* Exercise
Determine how many lines of the listing below hold the string "delay", then state that number alone.

* Records provided
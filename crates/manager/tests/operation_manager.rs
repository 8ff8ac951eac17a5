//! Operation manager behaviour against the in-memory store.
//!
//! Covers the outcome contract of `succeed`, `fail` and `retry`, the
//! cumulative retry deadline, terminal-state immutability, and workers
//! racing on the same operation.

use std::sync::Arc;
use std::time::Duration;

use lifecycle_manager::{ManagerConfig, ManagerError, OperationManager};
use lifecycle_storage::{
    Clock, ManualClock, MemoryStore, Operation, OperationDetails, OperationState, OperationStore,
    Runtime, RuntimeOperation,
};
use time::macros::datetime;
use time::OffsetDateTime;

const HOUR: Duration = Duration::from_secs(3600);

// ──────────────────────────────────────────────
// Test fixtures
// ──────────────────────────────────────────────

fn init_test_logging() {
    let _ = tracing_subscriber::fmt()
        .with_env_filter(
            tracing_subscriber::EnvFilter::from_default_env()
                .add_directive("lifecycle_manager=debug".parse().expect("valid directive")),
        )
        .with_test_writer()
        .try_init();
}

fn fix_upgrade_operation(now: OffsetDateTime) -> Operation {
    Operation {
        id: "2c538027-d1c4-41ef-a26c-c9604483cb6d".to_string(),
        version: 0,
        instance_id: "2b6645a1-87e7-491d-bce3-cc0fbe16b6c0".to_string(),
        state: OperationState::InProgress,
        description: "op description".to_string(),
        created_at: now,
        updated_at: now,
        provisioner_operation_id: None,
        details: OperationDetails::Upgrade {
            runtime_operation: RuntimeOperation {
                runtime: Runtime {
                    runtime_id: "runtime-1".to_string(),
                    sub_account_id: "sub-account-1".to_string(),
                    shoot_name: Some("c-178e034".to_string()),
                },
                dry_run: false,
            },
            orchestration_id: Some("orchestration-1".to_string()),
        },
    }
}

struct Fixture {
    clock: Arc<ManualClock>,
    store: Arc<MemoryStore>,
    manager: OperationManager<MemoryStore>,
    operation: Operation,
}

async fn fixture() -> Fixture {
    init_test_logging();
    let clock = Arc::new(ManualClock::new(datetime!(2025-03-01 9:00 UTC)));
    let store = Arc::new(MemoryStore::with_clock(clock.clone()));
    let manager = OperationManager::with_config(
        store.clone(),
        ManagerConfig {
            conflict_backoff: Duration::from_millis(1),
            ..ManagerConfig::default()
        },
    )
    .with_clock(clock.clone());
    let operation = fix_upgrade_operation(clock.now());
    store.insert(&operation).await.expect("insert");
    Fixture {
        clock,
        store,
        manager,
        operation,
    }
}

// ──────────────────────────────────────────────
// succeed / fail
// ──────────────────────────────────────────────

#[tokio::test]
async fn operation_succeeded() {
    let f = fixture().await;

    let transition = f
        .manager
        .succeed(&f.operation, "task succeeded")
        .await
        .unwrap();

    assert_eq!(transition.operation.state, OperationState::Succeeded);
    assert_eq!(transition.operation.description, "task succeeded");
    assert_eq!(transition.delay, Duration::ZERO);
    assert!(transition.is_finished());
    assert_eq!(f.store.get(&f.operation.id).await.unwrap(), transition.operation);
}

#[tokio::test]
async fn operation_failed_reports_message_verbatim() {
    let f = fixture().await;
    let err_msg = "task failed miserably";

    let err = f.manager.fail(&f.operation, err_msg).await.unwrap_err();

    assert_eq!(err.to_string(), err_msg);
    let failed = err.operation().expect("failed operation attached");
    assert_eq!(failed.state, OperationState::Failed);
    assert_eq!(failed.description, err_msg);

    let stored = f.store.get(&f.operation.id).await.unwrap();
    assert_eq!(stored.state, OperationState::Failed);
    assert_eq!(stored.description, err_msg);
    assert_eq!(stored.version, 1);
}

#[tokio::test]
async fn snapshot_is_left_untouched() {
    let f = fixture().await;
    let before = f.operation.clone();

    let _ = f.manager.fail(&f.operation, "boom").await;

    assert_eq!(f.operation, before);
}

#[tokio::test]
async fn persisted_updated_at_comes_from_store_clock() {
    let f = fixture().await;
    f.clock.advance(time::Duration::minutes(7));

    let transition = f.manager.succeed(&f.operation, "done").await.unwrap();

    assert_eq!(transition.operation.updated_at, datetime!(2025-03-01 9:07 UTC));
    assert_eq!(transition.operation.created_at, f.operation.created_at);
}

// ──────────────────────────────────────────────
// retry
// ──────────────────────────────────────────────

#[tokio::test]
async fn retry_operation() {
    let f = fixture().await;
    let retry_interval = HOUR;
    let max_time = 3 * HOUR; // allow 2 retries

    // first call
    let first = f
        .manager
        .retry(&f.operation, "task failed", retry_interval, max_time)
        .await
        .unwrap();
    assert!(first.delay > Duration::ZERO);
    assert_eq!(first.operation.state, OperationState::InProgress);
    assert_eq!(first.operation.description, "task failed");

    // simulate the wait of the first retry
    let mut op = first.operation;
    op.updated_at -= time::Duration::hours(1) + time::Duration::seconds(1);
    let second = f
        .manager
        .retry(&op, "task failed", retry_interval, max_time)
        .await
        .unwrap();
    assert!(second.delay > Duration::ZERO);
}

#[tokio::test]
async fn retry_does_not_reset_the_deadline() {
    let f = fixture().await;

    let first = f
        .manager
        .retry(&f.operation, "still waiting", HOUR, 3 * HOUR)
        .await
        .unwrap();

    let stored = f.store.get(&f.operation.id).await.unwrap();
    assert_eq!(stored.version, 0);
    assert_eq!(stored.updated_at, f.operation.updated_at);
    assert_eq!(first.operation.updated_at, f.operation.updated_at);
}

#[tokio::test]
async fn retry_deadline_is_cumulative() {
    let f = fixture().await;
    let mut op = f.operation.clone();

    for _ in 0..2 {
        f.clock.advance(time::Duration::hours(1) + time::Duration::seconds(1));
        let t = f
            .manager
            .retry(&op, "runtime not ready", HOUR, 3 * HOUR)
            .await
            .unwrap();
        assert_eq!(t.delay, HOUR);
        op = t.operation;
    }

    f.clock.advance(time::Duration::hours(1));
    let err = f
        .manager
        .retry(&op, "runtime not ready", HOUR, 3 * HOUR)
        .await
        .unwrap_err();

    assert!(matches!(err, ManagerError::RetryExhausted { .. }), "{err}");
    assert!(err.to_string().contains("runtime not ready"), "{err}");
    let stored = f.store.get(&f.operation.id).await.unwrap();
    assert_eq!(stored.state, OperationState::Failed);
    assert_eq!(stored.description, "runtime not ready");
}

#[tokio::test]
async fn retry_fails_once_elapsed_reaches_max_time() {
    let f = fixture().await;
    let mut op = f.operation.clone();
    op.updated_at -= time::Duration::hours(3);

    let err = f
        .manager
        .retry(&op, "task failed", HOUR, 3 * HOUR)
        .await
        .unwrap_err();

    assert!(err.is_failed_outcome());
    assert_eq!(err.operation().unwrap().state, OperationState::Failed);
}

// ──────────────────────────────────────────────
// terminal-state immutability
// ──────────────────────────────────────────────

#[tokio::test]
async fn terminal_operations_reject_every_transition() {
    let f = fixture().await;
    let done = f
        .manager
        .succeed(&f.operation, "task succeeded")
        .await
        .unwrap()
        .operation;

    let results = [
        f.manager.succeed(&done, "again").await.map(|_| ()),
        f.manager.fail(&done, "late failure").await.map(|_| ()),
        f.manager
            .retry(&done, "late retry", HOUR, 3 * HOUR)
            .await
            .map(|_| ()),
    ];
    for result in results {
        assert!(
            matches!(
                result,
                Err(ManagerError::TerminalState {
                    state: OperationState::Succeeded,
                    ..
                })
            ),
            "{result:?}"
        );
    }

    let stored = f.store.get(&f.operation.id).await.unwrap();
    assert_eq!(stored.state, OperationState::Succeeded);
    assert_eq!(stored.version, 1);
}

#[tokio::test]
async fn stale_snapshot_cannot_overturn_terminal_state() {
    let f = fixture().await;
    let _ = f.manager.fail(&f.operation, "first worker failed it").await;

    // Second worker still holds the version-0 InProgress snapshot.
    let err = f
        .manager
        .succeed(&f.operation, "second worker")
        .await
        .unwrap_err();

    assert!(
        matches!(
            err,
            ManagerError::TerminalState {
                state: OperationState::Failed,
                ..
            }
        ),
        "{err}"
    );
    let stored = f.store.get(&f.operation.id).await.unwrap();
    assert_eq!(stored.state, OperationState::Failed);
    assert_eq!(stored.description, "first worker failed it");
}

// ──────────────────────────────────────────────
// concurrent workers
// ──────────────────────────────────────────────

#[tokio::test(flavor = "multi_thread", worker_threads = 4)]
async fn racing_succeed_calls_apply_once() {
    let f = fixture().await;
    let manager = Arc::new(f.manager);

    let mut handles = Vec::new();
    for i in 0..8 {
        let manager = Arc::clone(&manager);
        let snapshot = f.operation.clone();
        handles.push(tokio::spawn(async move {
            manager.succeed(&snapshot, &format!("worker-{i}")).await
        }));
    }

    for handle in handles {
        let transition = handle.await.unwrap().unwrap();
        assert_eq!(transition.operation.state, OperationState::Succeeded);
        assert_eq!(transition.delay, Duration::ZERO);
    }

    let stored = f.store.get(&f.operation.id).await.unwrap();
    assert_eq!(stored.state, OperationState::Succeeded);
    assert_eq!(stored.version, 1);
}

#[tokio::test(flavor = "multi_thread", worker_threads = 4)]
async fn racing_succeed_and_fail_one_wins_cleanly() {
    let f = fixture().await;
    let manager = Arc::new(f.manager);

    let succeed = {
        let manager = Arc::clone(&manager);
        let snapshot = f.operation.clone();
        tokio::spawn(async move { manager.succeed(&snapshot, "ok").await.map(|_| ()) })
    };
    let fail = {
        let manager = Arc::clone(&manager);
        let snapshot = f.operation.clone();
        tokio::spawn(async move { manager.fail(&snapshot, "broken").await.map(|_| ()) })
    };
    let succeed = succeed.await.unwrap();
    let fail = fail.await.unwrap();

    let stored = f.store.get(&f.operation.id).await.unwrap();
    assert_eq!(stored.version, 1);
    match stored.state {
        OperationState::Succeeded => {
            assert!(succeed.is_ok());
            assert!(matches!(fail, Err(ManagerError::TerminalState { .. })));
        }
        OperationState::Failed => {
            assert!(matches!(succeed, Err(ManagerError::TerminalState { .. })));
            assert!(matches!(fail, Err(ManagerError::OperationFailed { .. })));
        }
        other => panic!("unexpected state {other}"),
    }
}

* Solved problem
5